Écrivains d'en haut, écrivains d'en bas



Il faut bien reconnaître que l'ennui en littérature s'intensifie de manière effrayante. L'observateur attentif du marché de l'édition est tout simplement sidéré par le nombre de livres qui augmente d'année en année, livres qui sont, avec la meilleure volonté du monde, illisibles. Et parfois, les œuvres conseillées justement par la critique comme des "réussites" littéraires, se révèlent, en pratique, tout à fait insupportables à cause de l'ennui affreux qu'elles dégagent.
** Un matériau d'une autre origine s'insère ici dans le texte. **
// Copyright (C) 2026 The electionguard-core Authors.

#![deny(clippy::unwrap_used)]
#![deny(clippy::expect_used)]
#![deny(clippy::panic)]
#![deny(clippy::manual_assert)]

//! The ElectionGuard cryptographic protocol engine: distributed key
//! ceremony, per-ballot encryption with NIZK proofs, homomorphic tally,
//! threshold decryption with compensation, the Benaloh challenge, and
//! ballot sanitization.
//!
//! Everything outside this crate — the HTTP façade, request validation,
//! session stores, persistent storage, and the at-rest credential KEM —
//! is an external collaborator with a narrow interface and is not
//! implemented here.

pub mod ballot;
pub mod ballot_box;
pub mod benaloh;
pub mod canonical;
pub mod context;
pub mod decryption;
pub mod discrete_log;
pub mod el_gamal;
pub mod errors;
pub mod fixed_parameters;
pub mod guardian;
pub mod hash;
pub mod key_ceremony;
pub mod manifest;
pub mod nizk;
pub mod polynomial;
pub mod sanitize;
pub mod tally;

pub use errors::{EgError, EgResult};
Le lecteur se trouve dans une situation inconfortable, car, à vrai dire, tout dans un tel livre est impeccable : le style, la profondeur, l'esprit et l'effort fourni ; en théorie, une œuvre de grande envergure, où toutes les exigences artistiques ont été satisfaites, et même avec surplus ; mais, dans la pratique, après trois pages, on s'ennuie beaucoup et l'on s'ennuie de plus en plus jusqu'au moment où, avec les mots "très bien écrits", on abandonne l'ennuyeux ouvrage, ne pouvant plus continuer. Cependant, c’est la position de l’auteur qui est ici la plus pénible. Chacun parle de lui avec la plus grande considération, alors que lui, le pauvre (...)*

Witold Gombrowicz
Extrait de Varia
repris dans La patience du papier, Christian Bourgois, 2019

 

*note de lectrice interrompant l'auteur : on ne va pas le plaindre en plus non mais...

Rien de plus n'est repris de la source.